The administration and ACA supporters have not bothered to explain to the woman (and others who were complaining) about how ACA includes cross-subsidization. Last week, the CMS official didn't explain it either. Once again, supporters missed an opportunity to talk about how the ACA includes "we" aspects of the law.
Here's how it works: An older woman doesn't need maternity care, but she has to pay for the coverage anyway. At the same time, a 35-year-old who does need maternity coverage must pay for some things an older woman might need – hospital outpatient surgery for a cataract operation, for example. This cross-subsidization helps make benefits affordable for those who need them.
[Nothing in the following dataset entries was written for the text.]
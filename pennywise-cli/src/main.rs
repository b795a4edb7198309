use anyhow::{Context, Result};
use clap::{Args, Parser, Subcommand};
use pennywise_core::Session;
use pennywise_ingest::{ingest, load_csv, sample_transactions, IngestReport};
use std::path::{Path, PathBuf};
use tracing::info;
use tracing_subscriber::{fmt, prelude::*, EnvFilter};

mod chat;
mod config;
mod demo;
mod server;
mod state;

const VERSION: &str = concat!(env!("CARGO_PKG_VERSION"), " (", env!("PENNYWISE_BUILD_SHA"), ")");

#[derive(Parser, Debug)]
#[command(name = "pennywise", version = VERSION, about = "Keyword-classified transactions, budgets and a budget chat bot")]
struct Cli {
    /// Enable debug logging (RUST_LOG takes precedence)
    #[arg(short, long, global = true)]
    verbose: bool,

    #[command(subcommand)]
    command: Command,
}

#[derive(Args, Debug, Clone)]
struct DataArgs {
    /// Load transactions from a CSV (Date,Description,Amount[,Method])
    #[arg(long)]
    csv: Option<PathBuf>,

    /// Start with an empty ledger instead of the built-in sample month
    #[arg(long, conflicts_with = "csv")]
    empty: bool,
}

#[derive(Subcommand, Debug)]
enum Command {
    /// Run the sample month (or a CSV) through every stage and print the results
    Demo {
        #[command(flatten)]
        data: DataArgs,
    },

    /// Ask a single question, e.g. `pennywise ask show budget status`
    Ask {
        #[command(flatten)]
        data: DataArgs,

        #[arg(required = true, trailing_var_arg = true)]
        text: Vec<String>,
    },

    /// Interactive terminal chat
    Chat {
        #[command(flatten)]
        data: DataArgs,
    },

    /// Write processed_transactions.csv and budget_summary.csv
    Report {
        #[command(flatten)]
        data: DataArgs,

        /// Output directory
        #[arg(long, default_value = ".")]
        out: PathBuf,
    },

    /// Serve the chat and dashboard API over HTTP
    Serve {
        #[command(flatten)]
        data: DataArgs,

        #[arg(long, default_value = "127.0.0.1")]
        host: String,

        #[arg(long, default_value_t = 5000)]
        port: u16,
    },

    /// Manage ~/.pennywise/config.toml
    Config {
        #[command(subcommand)]
        command: ConfigCommand,
    },
}

#[derive(Subcommand, Debug)]
enum ConfigCommand {
    /// Write a default config (no-op if one exists)
    Init,
    /// Print the effective configuration
    Show,
}

#[tokio::main]
async fn main() -> Result<()> {
    let cli = Cli::parse();

    // The chat UI owns the terminal, so its logs go to a file.
    let log_file = match cli.command {
        Command::Chat { .. } => Some(state::ensure_chat_dir()?.join("pennywise.log")),
        _ => None,
    };
    init_tracing(cli.verbose, log_file.as_deref())?;

    match cli.command {
        Command::Demo { data } => {
            let (mut session, report) = load_session(&data)?;
            demo::run_demo(&mut session, report);
        }

        Command::Ask { data, text } => {
            let (mut session, _) = load_session(&data)?;
            println!("{}", session.respond(&text.join(" ")));
        }

        Command::Chat { data } => {
            let (mut session, _) = load_session(&data)?;
            chat::run_chat(&mut session)?;
        }

        Command::Report { data, out } => {
            let (session, _) = load_session(&data)?;
            let paths = pennywise_finance::write_reports(&session, &out)?;
            println!("Reports saved:");
            println!("  {}", paths.transactions.display());
            println!("  {}", paths.budget.display());
        }

        Command::Serve { data, host, port } => {
            let (session, _) = load_session(&data)?;
            server::serve(session, &host, port).await?;
        }

        Command::Config { command } => match command {
            ConfigCommand::Init => config::init_config()?,
            ConfigCommand::Show => config::show_config()?,
        },
    }

    Ok(())
}

/// Priority: RUST_LOG env var > --verbose flag > default (info)
fn init_tracing(verbose: bool, log_file: Option<&Path>) -> Result<()> {
    let filter = if std::env::var("RUST_LOG").is_ok() {
        EnvFilter::from_default_env()
    } else if verbose {
        EnvFilter::new("debug")
    } else {
        EnvFilter::new("info")
    };

    match log_file {
        Some(path) => {
            let file = std::fs::OpenOptions::new()
                .create(true)
                .append(true)
                .open(path)
                .with_context(|| format!("open {}", path.display()))?;
            tracing_subscriber::registry()
                .with(filter)
                .with(
                    fmt::layer()
                        .with_target(false)
                        .with_ansi(false)
                        .compact()
                        .with_writer(std::sync::Mutex::new(file)),
                )
                .init();
        }
        None => {
            tracing_subscriber::registry()
                .with(filter)
                .with(
                    fmt::layer()
                        .with_target(false)
                        .compact()
                        .with_writer(std::io::stderr),
                )
                .init();
        }
    }
    Ok(())
}

/// Build a session from config and fill it from the requested source.
fn load_session(data: &DataArgs) -> Result<(Session, IngestReport)> {
    let cfg = config::load_config()?;
    let mut session = cfg.build_session()?;

    let rows = match (&data.csv, data.empty) {
        (Some(path), _) => {
            load_csv(path).with_context(|| format!("loading {}", path.display()))?
        }
        (None, true) => Vec::new(),
        (None, false) => sample_transactions(),
    };

    let report = ingest(&mut session, rows);
    info!(transactions = session.ledger().len(), "session ready");
    Ok((session, report))
}

#[cfg(test)]
mod tests {
    use super::*;
    use clap::CommandFactory;

    #[test]
    fn test_cli_definition() {
        Cli::command().debug_assert();
    }

    #[test]
    fn test_parse_ask() {
        let cli = Cli::try_parse_from(["pennywise", "-v", "ask", "--empty", "add", "500", "pizza"]).unwrap();
        assert!(cli.verbose);
        match cli.command {
            Command::Ask { data, text } => {
                assert!(data.empty);
                assert_eq!(text.join(" "), "add 500 pizza");
            }
            other => panic!("unexpected command: {:?}", other),
        }
    }

    #[test]
    fn test_csv_conflicts_with_empty() {
        assert!(Cli::try_parse_from(["pennywise", "demo", "--csv", "x.csv", "--empty"]).is_err());
    }
}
It's the same principle at work in the Medicare program where cross-subsidization makes it possible to insure very old and very sick people for a reasonable cost. A 65-year-old who is new to Medicare may have very few health needs and cost the system very little money, but his or her premiums help subsidize expensive care that 85-year-olds need.
The administration has not only avoided making this point clear, which might have helped foster a better understanding of the law, but it has now backtracked on the canceled policies. Eager to contain the backlash, the president is allowing people to hang on to the canceled policies through the end of the year. And there's talk of perhaps a three-year extension allowing policies with inadequate benefits to stick around. If that happens, the real casualty will be the loss of the "we" and the cross-subsidization the Affordable Care Act tried to address.